Y comienza las danzas andaluzas, recogiendo y llevando los brazos en curvas gallardas, ondulando el cuerpo de dibujo impecable, que contrae y estira en movimientos nerviosos y artísticos, suaves y armoniosos, hasta terminar en un taconeo rápido, enérgico y valiente. Y al perfilarse simulando la suerte de banderillas, recogiéndose de nuevo para dar un ceñido pase en redondo que arrancan un ¡olé! del público delirante, evoca sin gran esfuerzo de imaginación todas las alegrías y los esplendores del sol que arroja sus candentes rayos sobre aquella incomparable y generosa tierra de Andalucía, donde aún queda quien arriesga su vida por la mirada amorosa de una mujer” (23-5-1914).

Aurora Jauffret, La  Goya

Aurora Jauffret, La Goya

A juzgar por esta descripción, el baile de La Malagueñita recuerda al famoso número del torero, con el que La Cuenca conquistó al público de medio mundo unas décadas antes.

El éxito de la compañía se prolonga durante varias semanas, en que “La Goya, la Maravilla, la Malagueñita, la Sevillanita y la Iberia fueron también festejadísimas y obligadas a repetir infinidad de veces sus bailes y canciones” (El País, 3-6-1914).

De Buenos Aires, las españolas machan a Montevideo.

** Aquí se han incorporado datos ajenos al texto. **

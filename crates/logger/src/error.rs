use std::path::PathBuf;
use thiserror::Error;

/// Result alias used throughout the logger crate.
pub type Result<T> = std::result::Result<T, Error>;

/// Error types that can occur while configuring or writing logs.
///
/// Log calls themselves never return these. They surface from sink
/// operations, configuration loading and global installation, and are
/// otherwise handed to the sink's [`FailurePolicy`](crate::FailurePolicy).
#[derive(Debug, Error)]
pub enum Error {
    /// A filesystem operation on a log file or its directory failed.
    #[error("io error on {}: {source}", path.display())]
    Io {
        path: PathBuf,
        #[source]
        source: std::io::Error,
    },

    /// A single encoded record is larger than the sink's rotation size,
    /// so it could never fit in any file.
    #[error("write length {len} exceeds maximum file size {max}")]
    RecordTooLarge { len: u64, max: u64 },

    /// A configuration value could not be understood.
    #[error("invalid configuration: {0}")]
    Config(String),

    /// Encoding a record or decoding a configuration document failed.
    #[error("json error {0}")]
    Json(#[from] serde_json::Error),

    /// A process-wide `tracing` subscriber was already installed.
    #[error("global logger already installed")]
    GlobalAlreadySet,

    /// Another `log` logger owns the process, so `log` records cannot be
    /// bridged.
    #[error("a `log` logger is already installed")]
    LogBridgeAlreadySet,
}

impl Error {
    pub(crate) fn io(path: impl Into<PathBuf>, source: std::io::Error) -> Self {
        Error::Io {
            path: path.into(),
            source,
        }
    }
}
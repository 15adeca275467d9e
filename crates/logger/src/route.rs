use crate::level::Severity;

/// Which of the two sinks a record is destined for.
///
/// The routes partition every severity at or above the configured floor:
/// anything below [`Severity::Warn`] goes to the info sink, everything else
/// to the warn sink. Nothing is ever written to both.
#[derive(Debug, Clone, Copy, PartialEq, Eq, Hash)]
pub enum Route {
    Info,
    Warn,
}

impl Route {
    pub const ALL: [Route; 2] = [Route::Info, Route::Warn];

    /// Route predicate: does this route accept a record at `severity`
    /// given the process-wide minimum `floor`?
    pub fn accepts(self, severity: Severity, floor: Severity) -> bool {
        if severity < floor {
            return false;
        }
        match self {
            Route::Info => severity < Severity::Warn,
            Route::Warn => severity >= Severity::Warn,
        }
    }

    /// The single route accepting `severity`, or `None` when it falls
    /// below the floor.
    pub fn for_severity(severity: Severity, floor: Severity) -> Option<Route> {
        Route::ALL
            .into_iter()
            .find(|route| route.accepts(severity, floor))
    }
}
use crate::encoder::{Caller, Field, JsonEncoder, Record, Value, render};
use crate::error::Result;
use crate::level::Severity;
use crate::route::Route;
use crate::sink::{FailurePolicy, RecordSink};
use std::fmt;
use std::sync::Arc;
use tracing::field::{Field as TracingField, Visit};
use tracing::{Event, Metadata, Subscriber};
use tracing_log::NormalizeEvent;
use tracing_subscriber::filter::LevelFilter;
use tracing_subscriber::layer::{Context, Layer};

struct Output {
    route: Route,
    name: String,
    sink: Arc<dyn RecordSink>,
    on_error: FailurePolicy,
}

/// Fans records out to the sinks whose route accepts them.
///
/// Each accepted record is encoded once per matching sink. Sink failures
/// never reach the caller; they are handed to the sink's [`FailurePolicy`].
pub struct Router {
    floor: Severity,
    encoder: JsonEncoder,
    outputs: Vec<Output>,
}

impl Router {
    pub fn new(floor: Severity, encoder: JsonEncoder) -> Self {
        Router {
            floor,
            encoder,
            outputs: Vec::new(),
        }
    }

    /// Attaches `sink` to `route`. `name` identifies the sink in failure
    /// reports.
    pub fn with_sink(
        mut self,
        route: Route,
        name: impl Into<String>,
        sink: Arc<dyn RecordSink>,
        on_error: FailurePolicy,
    ) -> Self {
        self.outputs.push(Output {
            route,
            name: name.into(),
            sink,
            on_error,
        });
        self
    }

    pub fn floor(&self) -> Severity {
        self.floor
    }

    /// Whether any sink would accept a record at `severity`.
    pub fn enabled(&self, severity: Severity) -> bool {
        self.outputs
            .iter()
            .any(|output| output.route.accepts(severity, self.floor))
    }

    pub fn dispatch(&self, record: &Record) {
        for output in self
            .outputs
            .iter()
            .filter(|output| output.route.accepts(record.severity, self.floor))
        {
            let written = self
                .encoder
                .encode(record)
                .and_then(|line| output.sink.append(&line));
            if let Err(err) = written {
                output.on_error.report(&output.name, &err);
            }
        }
    }

    /// Syncs every sink, returning the first failure.
    pub fn sync(&self) -> Result<()> {
        let mut first_err = None;
        for output in &self.outputs {
            if let Err(err) = output.sink.sync() {
                first_err.get_or_insert(err);
            }
        }
        first_err.map_or(Ok(()), Err)
    }
}

impl fmt::Debug for Router {
    fn fmt(&self, f: &mut fmt::Formatter<'_>) -> fmt::Result {
        let sinks: Vec<_> = self
            .outputs
            .iter()
            .map(|output| (output.route, output.name.as_str()))
            .collect();
        f.debug_struct("Router")
            .field("floor", &self.floor)
            .field("sinks", &sinks)
            .finish()
    }
}

/// `tracing` layer feeding events into a [`Router`].
///
/// Events bridged from the `log` crate are normalized first, so their
/// caller location is the original `log` call site.
#[derive(Debug, Clone)]
pub struct RouterLayer {
    router: Arc<Router>,
}

impl RouterLayer {
    pub fn new(router: Arc<Router>) -> Self {
        RouterLayer { router }
    }
}

impl<S: Subscriber> Layer<S> for RouterLayer {
    fn enabled(&self, metadata: &Metadata<'_>, _ctx: Context<'_, S>) -> bool {
        !metadata.is_event() || self.router.enabled(Severity::from(*metadata.level()))
    }

    fn max_level_hint(&self) -> Option<LevelFilter> {
        Some(self.router.floor().level_filter())
    }

    fn on_event(&self, event: &Event<'_>, _ctx: Context<'_, S>) {
        let normalized = event.normalized_metadata();
        let metadata = normalized.as_ref().unwrap_or_else(|| event.metadata());
        let severity = Severity::from(*metadata.level());
        if !self.router.enabled(severity) {
            return;
        }

        let mut visitor = FieldVisitor::default();
        event.record(&mut visitor);

        let mut record = Record::new(severity, visitor.message.unwrap_or_default())
            .with_fields(visitor.fields);
        if let (Some(file), Some(line)) = (metadata.file(), metadata.line()) {
            record = record.with_caller(Caller::new(file, line));
        }
        self.router.dispatch(&record.with_stacktrace_if_warn());
    }
}

#[derive(Default)]
struct FieldVisitor {
    message: Option<String>,
    fields: Vec<Field>,
}

impl FieldVisitor {
    fn push(&mut self, field: &TracingField, value: Value) {
        match (field.name(), value) {
            ("message", Value::Str(text)) => self.message = Some(text),
            // Bridged `log` metadata is already reflected in the record.
            (name, _) if name.starts_with("log.") => {}
            (name, value) => self.fields.push(Field::new(name, value)),
        }
    }
}

impl Visit for FieldVisitor {
    fn record_f64(&mut self, field: &TracingField, value: f64) {
        self.push(field, Value::F64(value));
    }

    fn record_i64(&mut self, field: &TracingField, value: i64) {
        self.push(field, Value::I64(value));
    }

    fn record_u64(&mut self, field: &TracingField, value: u64) {
        self.push(field, Value::U64(value));
    }

    fn record_bool(&mut self, field: &TracingField, value: bool) {
        self.push(field, Value::Bool(value));
    }

    fn record_str(&mut self, field: &TracingField, value: &str) {
        self.push(field, Value::Str(value.to_owned()));
    }

    fn record_error(&mut self, field: &TracingField, value: &(dyn std::error::Error + 'static)) {
        self.push(field, Value::Str(render(format_args!("{value}"))));
    }

    fn record_debug(&mut self, field: &TracingField, value: &dyn fmt::Debug) {
        self.push(field, Value::Str(render(format_args!("{value:?}"))));
    }
}
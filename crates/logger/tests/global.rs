use logger::{Error, Severity};
use std::fs;
use tempfile::TempDir;

// Global installation is once per process, so this binary holds one test.
#[test]
fn install_global_routes_tracing_and_refuses_a_second_install() {
    let tmp = TempDir::new().unwrap();
    let loggers = logger::init(tmp.path(), "info.log", "err.log", 10, 5, 30, Severity::Info);
    loggers.install_global().unwrap();

    tracing::info!(job = "compaction", "job finished");
    tracing::error!("job crashed");

    let again = logger::init(tmp.path(), "other.log", "other-err.log", 10, 5, 30, Severity::Debug);
    assert!(matches!(again.install_global(), Err(Error::LogBridgeAlreadySet)));

    let info = fs::read_to_string(tmp.path().join("info.log")).unwrap();
    let err = fs::read_to_string(tmp.path().join("err.log")).unwrap();
    assert_eq!(info.lines().count(), 1);
    assert!(info.contains("\"job\":\"compaction\""));
    assert_eq!(err.lines().count(), 1);
    assert!(err.contains("\"stacktrace\""));
}
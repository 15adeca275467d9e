use crate::error::Result;
use crate::level::Severity;
use chrono::{DateTime, Local};
use serde_json::{Map, Number};
use std::backtrace::Backtrace;
use std::fmt::{self, Write as _};
use std::panic::Location;
use std::time::Duration;

/// A typed structured value attached to a record.
#[derive(Debug, Clone, PartialEq)]
pub enum Value {
    Str(String),
    I64(i64),
    U64(u64),
    F64(f64),
    Bool(bool),
    /// Rendered as whole milliseconds.
    Duration(Duration),
    Json(serde_json::Value),
}

impl Value {
    fn to_json(&self) -> serde_json::Value {
        match self {
            Value::Str(s) => serde_json::Value::String(s.clone()),
            Value::I64(n) => serde_json::Value::from(*n),
            Value::U64(n) => serde_json::Value::from(*n),
            // NaN and infinities have no JSON number form.
            Value::F64(n) => Number::from_f64(*n)
                .map(serde_json::Value::Number)
                .unwrap_or_else(|| serde_json::Value::String(n.to_string())),
            Value::Bool(b) => serde_json::Value::Bool(*b),
            Value::Duration(d) => {
                serde_json::Value::from(i64::try_from(d.as_millis()).unwrap_or(i64::MAX))
            }
            Value::Json(v) => v.clone(),
        }
    }
}

/// A key/value pair carried by a record.
#[derive(Debug, Clone, PartialEq)]
pub struct Field {
    pub key: String,
    pub value: Value,
}

impl Field {
    pub fn new(key: impl Into<String>, value: Value) -> Self {
        Field {
            key: key.into(),
            value,
        }
    }

    pub fn str(key: impl Into<String>, value: impl Into<String>) -> Self {
        Field::new(key, Value::Str(value.into()))
    }

    pub fn i64(key: impl Into<String>, value: i64) -> Self {
        Field::new(key, Value::I64(value))
    }

    pub fn u64(key: impl Into<String>, value: u64) -> Self {
        Field::new(key, Value::U64(value))
    }

    pub fn f64(key: impl Into<String>, value: f64) -> Self {
        Field::new(key, Value::F64(value))
    }

    pub fn bool(key: impl Into<String>, value: bool) -> Self {
        Field::new(key, Value::Bool(value))
    }

    pub fn duration(key: impl Into<String>, value: Duration) -> Self {
        Field::new(key, Value::Duration(value))
    }

    pub fn json(key: impl Into<String>, value: serde_json::Value) -> Self {
        Field::new(key, Value::Json(value))
    }

    /// Records an error's message under the `error` key.
    pub fn error(err: &dyn std::error::Error) -> Self {
        Field::str("error", render(format_args!("{err}")))
    }
}

/// Written in place of a value whose formatting implementation failed.
pub(crate) const UNPRINTABLE: &str = "<unprintable>";

/// Formats `args` into a string, substituting [`UNPRINTABLE`] when a
/// `Display` or `Debug` implementation returns an error.
pub(crate) fn render(args: fmt::Arguments<'_>) -> String {
    let mut text = String::new();
    match text.write_fmt(args) {
        Ok(()) => text,
        Err(_) => UNPRINTABLE.to_owned(),
    }
}

/// Source location of the call that produced a record.
#[derive(Debug, Clone, PartialEq, Eq)]
pub struct Caller {
    file: String,
    line: u32,
}

impl Caller {
    pub fn new(file: impl Into<String>, line: u32) -> Self {
        Caller {
            file: file.into(),
            line,
        }
    }

    /// Keeps only the last directory and the file name, e.g.
    /// `crates/logger/src/handle.rs` becomes `src/handle.rs:42`.
    pub fn short(&self) -> String {
        let is_sep = |c: char| c == '/' || c == '\\';
        let trimmed = match self.file.rfind(is_sep) {
            Some(last) => match self.file[..last].rfind(is_sep) {
                Some(prev) => &self.file[prev + 1..],
                None => self.file.as_str(),
            },
            None => self.file.as_str(),
        };
        format!("{}:{}", trimmed, self.line)
    }
}

impl From<&Location<'_>> for Caller {
    fn from(location: &Location<'_>) -> Self {
        Caller::new(location.file(), location.line())
    }
}

/// A single log event, serialized as soon as it is routed.
#[derive(Debug, Clone)]
pub struct Record {
    pub severity: Severity,
    pub time: DateTime<Local>,
    pub message: String,
    pub caller: Option<Caller>,
    pub fields: Vec<Field>,
    pub stacktrace: Option<String>,
}

impl Record {
    pub fn new(severity: Severity, message: impl Into<String>) -> Self {
        Record {
            severity,
            time: Local::now(),
            message: message.into(),
            caller: None,
            fields: Vec::new(),
            stacktrace: None,
        }
    }

    pub fn with_caller(mut self, caller: Caller) -> Self {
        self.caller = Some(caller);
        self
    }

    pub fn with_fields(mut self, fields: Vec<Field>) -> Self {
        self.fields = fields;
        self
    }

    pub fn with_stacktrace(mut self, stacktrace: String) -> Self {
        self.stacktrace = Some(stacktrace);
        self
    }

    /// Attaches a stack trace of the current thread when the record is at
    /// or above [`Severity::Warn`].
    pub(crate) fn with_stacktrace_if_warn(self) -> Self {
        if self.severity >= Severity::Warn {
            self.with_stacktrace(Backtrace::force_capture().to_string())
        } else {
            self
        }
    }
}

/// Key names and time layout used by [`JsonEncoder`].
#[derive(Debug, Clone, PartialEq, Eq)]
pub struct EncoderConfig {
    pub message_key: &'static str,
    pub level_key: &'static str,
    pub time_key: &'static str,
    pub caller_key: &'static str,
    pub stacktrace_key: &'static str,
    /// `chrono` format string for the time key.
    pub time_format: &'static str,
}

impl Default for EncoderConfig {
    fn default() -> Self {
        EncoderConfig {
            message_key: "msg",
            level_key: "level",
            time_key: "time",
            caller_key: "file",
            stacktrace_key: "stacktrace",
            time_format: "%Y-%m-%d %H:%M:%S",
        }
    }
}

impl EncoderConfig {
    fn is_reserved(&self, key: &str) -> bool {
        [
            self.message_key,
            self.level_key,
            self.time_key,
            self.caller_key,
            self.stacktrace_key,
        ]
        .contains(&key)
    }
}

/// Serializes records as single-line JSON objects.
///
/// Keys come out in a fixed order: level, time, msg, file, the record's
/// own fields, then the stack trace. A field whose key collides with one
/// of the standard keys is written as `fields.<key>` so the standard keys
/// appear exactly once.
#[derive(Debug, Clone, Default)]
pub struct JsonEncoder {
    config: EncoderConfig,
}

impl JsonEncoder {
    pub fn new(config: EncoderConfig) -> Self {
        JsonEncoder { config }
    }

    pub fn config(&self) -> &EncoderConfig {
        &self.config
    }

    /// Encodes `record` as one newline-terminated line.
    pub fn encode(&self, record: &Record) -> Result<Vec<u8>> {
        let config = &self.config;
        let mut object = Map::new();
        object.insert(config.level_key.into(), record.severity.as_str().into());
        // An invalid custom format must not take the caller down.
        let mut time = String::new();
        if write!(time, "{}", record.time.format(config.time_format)).is_err() {
            time = record.time.to_rfc3339();
        }
        object.insert(config.time_key.into(), time.into());
        object.insert(config.message_key.into(), record.message.as_str().into());
        if let Some(caller) = &record.caller {
            object.insert(config.caller_key.into(), caller.short().into());
        }
        for field in &record.fields {
            let key = if config.is_reserved(&field.key) {
                format!("fields.{}", field.key)
            } else {
                field.key.clone()
            };
            object.insert(key, field.value.to_json());
        }
        if let Some(stacktrace) = &record.stacktrace {
            object.insert(config.stacktrace_key.into(), stacktrace.as_str().into());
        }

        let mut line = serde_json::to_vec(&serde_json::Value::Object(object))?;
        line.push(b'\n');
        Ok(line)
    }
}

#[cfg(test)]
mod tests {
    use super::*;
    use chrono::TimeZone;

    fn decode(line: &[u8]) -> serde_json::Map<String, serde_json::Value> {
        assert_eq!(line.last(), Some(&b'\n'));
        match serde_json::from_slice(line).unwrap() {
            serde_json::Value::Object(map) => map,
            other => panic!("expected object, got {other}"),
        }
    }

    fn fixed_record(severity: Severity) -> Record {
        let mut record = Record::new(severity, "started")
            .with_caller(Caller::new("apps/logdemo/src/main.rs", 14));
        record.time = Local.with_ymd_and_hms(2024, 3, 9, 7, 5, 1).unwrap();
        record
    }

    #[test]
    fn standard_keys_come_first_in_order() {
        let record = fixed_record(Severity::Info).with_fields(vec![Field::str("user", "ana")]);
        let map = decode(&JsonEncoder::default().encode(&record).unwrap());

        let keys: Vec<_> = map.keys().map(String::as_str).collect();
        assert_eq!(keys, ["level", "time", "msg", "file", "user"]);
        assert_eq!(map["level"], "INFO");
        assert_eq!(map["time"], "2024-03-09 07:05:01");
        assert_eq!(map["msg"], "started");
        assert_eq!(map["file"], "src/main.rs:14");
    }

    #[test]
    fn stacktrace_is_written_last() {
        let record = fixed_record(Severity::Error)
            .with_fields(vec![Field::bool("retry", false)])
            .with_stacktrace("frame 0".into());
        let map = decode(&JsonEncoder::default().encode(&record).unwrap());
        assert_eq!(map.keys().last().map(String::as_str), Some("stacktrace"));
        assert_eq!(map["stacktrace"], "frame 0");
    }

    #[test]
    fn colliding_field_keys_are_prefixed() {
        let record = fixed_record(Severity::Info).with_fields(vec![
            Field::str("msg", "shadow"),
            Field::str("level", "shadow"),
        ]);
        let map = decode(&JsonEncoder::default().encode(&record).unwrap());
        assert_eq!(map["msg"], "started");
        assert_eq!(map["level"], "INFO");
        assert_eq!(map["fields.msg"], "shadow");
        assert_eq!(map["fields.level"], "shadow");
    }

    #[test]
    fn durations_are_whole_milliseconds() {
        let record = fixed_record(Severity::Info)
            .with_fields(vec![Field::duration("elapsed", Duration::from_micros(2_750_900))]);
        let map = decode(&JsonEncoder::default().encode(&record).unwrap());
        assert_eq!(map["elapsed"], 2750);
    }

    #[test]
    fn non_finite_floats_become_strings() {
        let record = fixed_record(Severity::Info).with_fields(vec![
            Field::f64("ratio", 0.5),
            Field::f64("bad", f64::NAN),
        ]);
        let map = decode(&JsonEncoder::default().encode(&record).unwrap());
        assert_eq!(map["ratio"], 0.5);
        assert_eq!(map["bad"], "NaN");
    }

    struct Failing;

    impl fmt::Display for Failing {
        fn fmt(&self, _f: &mut fmt::Formatter<'_>) -> fmt::Result {
            Err(fmt::Error)
        }
    }

    #[test]
    fn failing_display_renders_a_placeholder() {
        assert_eq!(render(format_args!("{}", Failing)), UNPRINTABLE);
        assert_eq!(render(format_args!("{} ok", 7)), "7 ok");
    }

    #[test]
    fn short_caller_keeps_last_directory() {
        assert_eq!(Caller::new("a/b/c/file.rs", 3).short(), "c/file.rs:3");
        assert_eq!(Caller::new("src\\lib.rs", 9).short(), "src\\lib.rs:9");
        assert_eq!(Caller::new("main.rs", 1).short(), "main.rs:1");
    }

    #[test]
    fn stacktrace_only_attached_from_warn() {
        assert!(Record::new(Severity::Info, "x").with_stacktrace_if_warn().stacktrace.is_none());
        let warned = Record::new(Severity::Warn, "x").with_stacktrace_if_warn();
        assert!(!warned.stacktrace.unwrap_or_default().is_empty());
    }
}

En el teatro Urquiza de la capital uruguaya, el elenco artístico dirigido por La Goya “obtuvo un éxito sin precedentes, despertando un lógico entusiasmo en el público”.

“La Goya, la Iberia, la Malagueñita, la Sevillita y otros elementos brillantes que constituyen el elenco de variedades nos trajeron un trasunto de la madre patria con sus bailes, sus cantos, sus tonadillas, todos motivos capaces de despertar alegrías.

De ahí que el teatro Urquiza se viera concurridísimo todas las noches, y que la troupe conquistara verdaderas ovaciones” (El País, 19-7-1914; del Diario Español, de Montevideo).

Al año siguiente, la prensa vuelve a situar a “la notable ‘bailaora’ Malagueñita” (La Correspondencia de Valencia, 13-7-1915) en Buenos Aires, primero en el teatro Mayo, donde “cosecha muchos aplausos”, y después en el Casino. Aquí perdemos la pista a esta extraordinaria bailaora. Según José Luis Navarro, “el público porteño se apropió de su arte y ella ya no regresó a España. Se casó y terminó abandonando las tablas, las luces y la popularidad por una vida dedicada a los suyos”. (1)


NOTA:
(1) José Luis Navarro, “La Malagueñita. Últimas actuaciones”.